>>>>

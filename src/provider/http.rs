//! HTTP task-API provider.
//!
//! Talks to a generic asynchronous generation API:
//!
//! - `POST {base}/tasks` → `{ "data": { "taskId": "…" } }`
//! - `GET {base}/tasks/{id}` → `{ "data": { "state", "resultUrls"?, "failMsg"? } }`
//! - `GET <resultUrl>` → media bytes

use async_trait::async_trait;
use base64::Engine;
use base64::engine::general_purpose::STANDARD as BASE64;
use reqwest::StatusCode;
use secrecy::ExposeSecret;
use serde::{Deserialize, Serialize};
use tracing::{debug, warn};

use crate::config::ProviderConfig;
use crate::error::{DispatchError, DownloadError};
use crate::jobs::model::TaskHandle;
use crate::provider::{
    ErrorClass, MediaLocation, MediaPayload, PartRequest, PollOutcome, ProviderAdapter,
};

const PROVIDER_NAME: &str = "http";

/// Reason recorded when a task reports success but names no media.
pub const MISSING_OUTPUT_REASON: &str = "Generation finished, but no output location was returned";

pub struct HttpTaskProvider {
    client: reqwest::Client,
    config: ProviderConfig,
}

#[derive(Debug, Serialize)]
#[serde(rename_all = "camelCase")]
struct CreateTaskBody<'a> {
    model: &'a str,
    prompt: &'a str,
    aspect_ratio: &'a str,
    #[serde(skip_serializing_if = "Option::is_none")]
    image_base64: Option<String>,
}

#[derive(Debug, Deserialize)]
struct Envelope<T> {
    #[serde(default)]
    msg: Option<String>,
    data: Option<T>,
}

#[derive(Debug, Deserialize)]
#[serde(rename_all = "camelCase")]
struct CreatedTask {
    #[serde(default)]
    task_id: String,
}

#[derive(Debug, Deserialize)]
#[serde(rename_all = "camelCase")]
struct TaskStatus {
    state: String,
    #[serde(default)]
    result_urls: Vec<String>,
    #[serde(default)]
    fail_msg: Option<String>,
}

impl HttpTaskProvider {
    pub fn new(config: ProviderConfig) -> Result<Self, DispatchError> {
        let client = reqwest::Client::builder()
            .timeout(config.request_timeout)
            .build()
            .map_err(|e| DispatchError::Transport {
                provider: PROVIDER_NAME.to_string(),
                reason: format!("Failed to build HTTP client: {e}"),
            })?;
        Ok(Self { client, config })
    }

    /// Whether `url` is served by the provider itself, and so may see the API key.
    fn is_provider_origin(&self, url: &str) -> bool {
        match (reqwest::Url::parse(url), reqwest::Url::parse(&self.config.base_url)) {
            (Ok(target), Ok(base)) => target.origin() == base.origin(),
            _ => false,
        }
    }

    fn task_url(&self, id: Option<&str>) -> String {
        match id {
            Some(id) => format!("{}/tasks/{id}", self.config.base_url),
            None => format!("{}/tasks", self.config.base_url),
        }
    }

    fn transport(e: reqwest::Error) -> DispatchError {
        DispatchError::Transport {
            provider: PROVIDER_NAME.to_string(),
            reason: e.to_string(),
        }
    }
}

#[async_trait]
impl ProviderAdapter for HttpTaskProvider {
    fn name(&self) -> &str {
        PROVIDER_NAME
    }

    async fn create_task(&self, request: &PartRequest) -> Result<TaskHandle, DispatchError> {
        let body = CreateTaskBody {
            model: request.spec.model.as_deref().unwrap_or(&self.config.model),
            prompt: &request.spec.prompt,
            aspect_ratio: request.spec.aspect_ratio.as_str(),
            image_base64: request.image.as_ref().map(|bytes| BASE64.encode(bytes)),
        };

        let resp = self
            .client
            .post(self.task_url(None))
            .bearer_auth(self.config.api_key.expose_secret())
            .json(&body)
            .send()
            .await
            .map_err(Self::transport)?;

        let status = resp.status();
        if status == StatusCode::UNAUTHORIZED || status == StatusCode::FORBIDDEN {
            return Err(DispatchError::Unauthorized {
                provider: PROVIDER_NAME.to_string(),
            });
        }
        if !status.is_success() {
            let text = resp.text().await.unwrap_or_default();
            let reason = serde_json::from_str::<Envelope<serde_json::Value>>(&text)
                .ok()
                .and_then(|env| env.msg)
                .unwrap_or_else(|| format!("Task creation failed with HTTP {status}: {text}"));
            return Err(DispatchError::Rejected {
                provider: PROVIDER_NAME.to_string(),
                reason,
            });
        }

        let envelope: Envelope<CreatedTask> =
            resp.json().await.map_err(|e| DispatchError::InvalidResponse {
                provider: PROVIDER_NAME.to_string(),
                reason: e.to_string(),
            })?;

        match envelope.data {
            Some(task) if !task.task_id.is_empty() => {
                debug!(task_id = %task.task_id, "Provider task created");
                Ok(TaskHandle::new(task.task_id))
            }
            _ => Err(DispatchError::InvalidResponse {
                provider: PROVIDER_NAME.to_string(),
                reason: envelope
                    .msg
                    .unwrap_or_else(|| "response carried no task id".to_string()),
            }),
        }
    }

    async fn poll_task(&self, handle: &TaskHandle) -> PollOutcome {
        if handle.as_str().trim().is_empty() {
            return PollOutcome::Failed {
                reason: "Invalid task handle".to_string(),
                class: ErrorClass::Permanent,
            };
        }

        let resp = match self
            .client
            .get(self.task_url(Some(handle.as_str())))
            .bearer_auth(self.config.api_key.expose_secret())
            .send()
            .await
        {
            Ok(resp) => resp,
            Err(e) => {
                warn!(task_id = %handle, error = %e, "Provider poll request failed");
                return PollOutcome::Failed {
                    reason: e.to_string(),
                    class: ErrorClass::Transient,
                };
            }
        };

        let status = resp.status();
        if !status.is_success() {
            let text = resp.text().await.unwrap_or_default();
            return PollOutcome::failed(
                Some(status.as_u16()),
                format!("Polling task {handle} returned HTTP {status}: {text}"),
            );
        }

        let envelope: Envelope<TaskStatus> = match resp.json().await {
            Ok(env) => env,
            Err(e) => {
                return PollOutcome::Failed {
                    reason: format!("Unreadable task status: {e}"),
                    class: ErrorClass::Transient,
                };
            }
        };
        let Some(task) = envelope.data else {
            return PollOutcome::failed(
                None,
                envelope
                    .msg
                    .unwrap_or_else(|| "Task status response was empty".to_string()),
            );
        };

        match task.state.to_ascii_lowercase().as_str() {
            "success" | "succeeded" | "completed" => match task.result_urls.into_iter().next() {
                Some(url) => PollOutcome::Succeeded {
                    location: MediaLocation::new(url),
                },
                None => PollOutcome::Failed {
                    reason: MISSING_OUTPUT_REASON.to_string(),
                    class: ErrorClass::Permanent,
                },
            },
            "fail" | "failed" | "error" => PollOutcome::failed(
                None,
                task.fail_msg
                    .unwrap_or_else(|| "Generation failed".to_string()),
            ),
            _ => PollOutcome::Pending,
        }
    }

    async fn fetch_media(&self, location: &MediaLocation) -> Result<MediaPayload, DownloadError> {
        let mut request = self.client.get(location.as_str());
        if self.is_provider_origin(location.as_str()) {
            request = request.bearer_auth(self.config.api_key.expose_secret());
        } else {
            debug!(url = location.as_str(), "Fetching media from third-party host without credentials");
        }
        let resp = request
            .send()
            .await
            .map_err(|e| DownloadError::Request(e.to_string()))?;

        let status = resp.status();
        if !status.is_success() {
            return Err(DownloadError::Status {
                status: status.as_u16(),
            });
        }

        let content_length = resp.content_length();
        let bytes = resp
            .bytes()
            .await
            .map_err(|e| DownloadError::Request(e.to_string()))?;

        Ok(MediaPayload {
            bytes: bytes.to_vec(),
            content_length,
        })
    }
}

<<<<

#### INSTRUCTIONS FOR THE TASK
Your answer should consist of each line of the data above in which the word "impl" occurs.

#### WRITTEN ANSWER
impl HttpTaskProvider {
impl ProviderAdapter for HttpTaskProvider {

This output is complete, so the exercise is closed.